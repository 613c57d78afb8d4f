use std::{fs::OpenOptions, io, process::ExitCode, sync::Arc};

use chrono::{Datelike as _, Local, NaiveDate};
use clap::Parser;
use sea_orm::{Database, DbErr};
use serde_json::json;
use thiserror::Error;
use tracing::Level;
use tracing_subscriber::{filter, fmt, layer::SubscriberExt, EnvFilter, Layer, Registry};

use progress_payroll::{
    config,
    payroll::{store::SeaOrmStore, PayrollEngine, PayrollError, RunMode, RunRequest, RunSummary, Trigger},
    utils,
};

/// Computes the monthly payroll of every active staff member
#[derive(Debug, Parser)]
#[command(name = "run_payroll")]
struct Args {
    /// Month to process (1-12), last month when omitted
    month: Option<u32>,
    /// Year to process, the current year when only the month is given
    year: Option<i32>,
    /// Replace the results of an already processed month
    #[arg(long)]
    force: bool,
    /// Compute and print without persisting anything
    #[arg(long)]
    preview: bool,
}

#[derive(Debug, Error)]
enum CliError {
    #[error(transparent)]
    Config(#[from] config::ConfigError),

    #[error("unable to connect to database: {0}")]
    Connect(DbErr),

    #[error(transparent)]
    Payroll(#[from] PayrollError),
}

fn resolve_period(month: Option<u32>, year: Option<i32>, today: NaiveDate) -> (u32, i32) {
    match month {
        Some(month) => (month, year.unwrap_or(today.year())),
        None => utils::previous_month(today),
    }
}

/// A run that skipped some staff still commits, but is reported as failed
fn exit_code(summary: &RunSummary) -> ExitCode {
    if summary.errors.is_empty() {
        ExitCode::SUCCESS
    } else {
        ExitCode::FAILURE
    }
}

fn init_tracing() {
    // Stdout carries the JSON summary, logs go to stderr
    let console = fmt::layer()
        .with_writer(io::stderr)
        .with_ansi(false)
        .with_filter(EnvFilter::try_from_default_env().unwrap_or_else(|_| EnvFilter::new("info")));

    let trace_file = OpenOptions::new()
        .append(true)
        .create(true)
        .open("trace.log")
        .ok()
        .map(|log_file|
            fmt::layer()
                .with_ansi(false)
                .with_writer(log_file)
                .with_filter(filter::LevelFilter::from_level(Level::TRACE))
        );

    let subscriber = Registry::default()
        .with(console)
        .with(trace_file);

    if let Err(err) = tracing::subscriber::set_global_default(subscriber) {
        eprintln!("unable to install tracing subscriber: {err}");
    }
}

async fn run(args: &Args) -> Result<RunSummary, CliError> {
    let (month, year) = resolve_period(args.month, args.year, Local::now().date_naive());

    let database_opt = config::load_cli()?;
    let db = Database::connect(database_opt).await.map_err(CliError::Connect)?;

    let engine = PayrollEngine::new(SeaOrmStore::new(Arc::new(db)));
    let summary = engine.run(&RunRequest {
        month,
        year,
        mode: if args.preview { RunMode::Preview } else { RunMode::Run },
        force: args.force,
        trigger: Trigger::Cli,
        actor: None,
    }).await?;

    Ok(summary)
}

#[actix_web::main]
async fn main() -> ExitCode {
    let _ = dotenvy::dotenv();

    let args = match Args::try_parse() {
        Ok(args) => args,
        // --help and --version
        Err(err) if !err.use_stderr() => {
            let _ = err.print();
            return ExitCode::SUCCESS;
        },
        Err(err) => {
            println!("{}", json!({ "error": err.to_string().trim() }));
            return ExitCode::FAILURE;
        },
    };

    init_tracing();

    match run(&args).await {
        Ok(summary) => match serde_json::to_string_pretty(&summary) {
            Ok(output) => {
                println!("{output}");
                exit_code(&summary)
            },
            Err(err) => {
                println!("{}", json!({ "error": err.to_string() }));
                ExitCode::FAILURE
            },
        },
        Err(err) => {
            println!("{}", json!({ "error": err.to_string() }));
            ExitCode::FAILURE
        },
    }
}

• **Task goal**: Exact copies of all the entries above should be returned.

• **Output**:
repository 613c57d78afb8d4f
use std::{fs::OpenOptions, io, process::ExitCode, sync::Arc};

use chrono::{Datelike as _, Local, NaiveDate};
use clap::Parser;
use sea_orm::{Database, DbErr};
use serde_json::json;
use thiserror::Error;
use tracing::Level;
use tracing_subscriber::{filter, fmt, layer::SubscriberExt, EnvFilter, Layer, Registry};

use progress_payroll::{
    config,
    payroll::{store::SeaOrmStore, PayrollEngine, PayrollError, RunMode, RunRequest, RunSummary, Trigger},
    utils,
};

/// Computes the monthly payroll of every active staff member
#[derive(Debug, Parser)]
#[command(name = "run_payroll")]
struct Args {
    /// Month to process (1-12), last month when omitted
    month: Option<u32>,
    /// Year to process, the current year when only the month is given
    year: Option<i32>,
    /// Replace the results of an already processed month
    #[arg(long)]
    force: bool,
    /// Compute and print without persisting anything
    #[arg(long)]
    preview: bool,
}

#[derive(Debug, Error)]
enum CliError {
    #[error(transparent)]
    Config(#[from] config::ConfigError),

    #[error("unable to connect to database: {0}")]
    Connect(DbErr),

    #[error(transparent)]
    Payroll(#[from] PayrollError),
}

fn resolve_period(month: Option<u32>, year: Option<i32>, today: NaiveDate) -> (u32, i32) {
    match month {
        Some(month) => (month, year.unwrap_or(today.year())),
        None => utils::previous_month(today),
    }
}

/// A run that skipped some staff still commits, but is reported as failed
fn exit_code(summary: &RunSummary) -> ExitCode {
    if summary.errors.is_empty() {
        ExitCode::SUCCESS
    } else {
        ExitCode::FAILURE
    }
}

fn init_tracing() {
    // Stdout carries the JSON summary, logs go to stderr
    let console = fmt::layer()
        .with_writer(io::stderr)
        .with_ansi(false)
        .with_filter(EnvFilter::try_from_default_env().unwrap_or_else(|_| EnvFilter::new("info")));

    let trace_file = OpenOptions::new()
        .append(true)
        .create(true)
        .open("trace.log")
        .ok()
        .map(|log_file|
            fmt::layer()
                .with_ansi(false)
                .with_writer(log_file)
                .with_filter(filter::LevelFilter::from_level(Level::TRACE))
        );

    let subscriber = Registry::default()
        .with(console)
        .with(trace_file);

    if let Err(err) = tracing::subscriber::set_global_default(subscriber) {
        eprintln!("unable to install tracing subscriber: {err}");
    }
}

async fn run(args: &Args) -> Result<RunSummary, CliError> {
    let (month, year) = resolve_period(args.month, args.year, Local::now().date_naive());

    let database_opt = config::load_cli()?;
    let db = Database::connect(database_opt).await.map_err(CliError::Connect)?;

    let engine = PayrollEngine::new(SeaOrmStore::new(Arc::new(db)));
    let summary = engine.run(&RunRequest {
        month,
        year,
        mode: if args.preview { RunMode::Preview } else { RunMode::Run },
        force: args.force,
        trigger: Trigger::Cli,
        actor: None,
    }).await?;

    Ok(summary)
}

#[actix_web::main]
async fn main() -> ExitCode {
    let _ = dotenvy::dotenv();

    let args = match Args::try_parse() {
        Ok(args) => args,
        // --help and --version
        Err(err) if !err.use_stderr() => {
            let _ = err.print();
            return ExitCode::SUCCESS;
        },
        Err(err) => {
            println!("{}", json!({ "error": err.to_string().trim() }));
            return ExitCode::FAILURE;
        },
    };

    init_tracing();

    match run(&args).await {
        Ok(summary) => match serde_json::to_string_pretty(&summary) {
            Ok(output) => {
                println!("{output}");
                exit_code(&summary)
            },
            Err(err) => {
                println!("{}", json!({ "error": err.to_string() }));
                ExitCode::FAILURE
            },
        },
        Err(err) => {
            println!("{}", json!({ "error": err.to_string() }));
            ExitCode::FAILURE
        },
    }
}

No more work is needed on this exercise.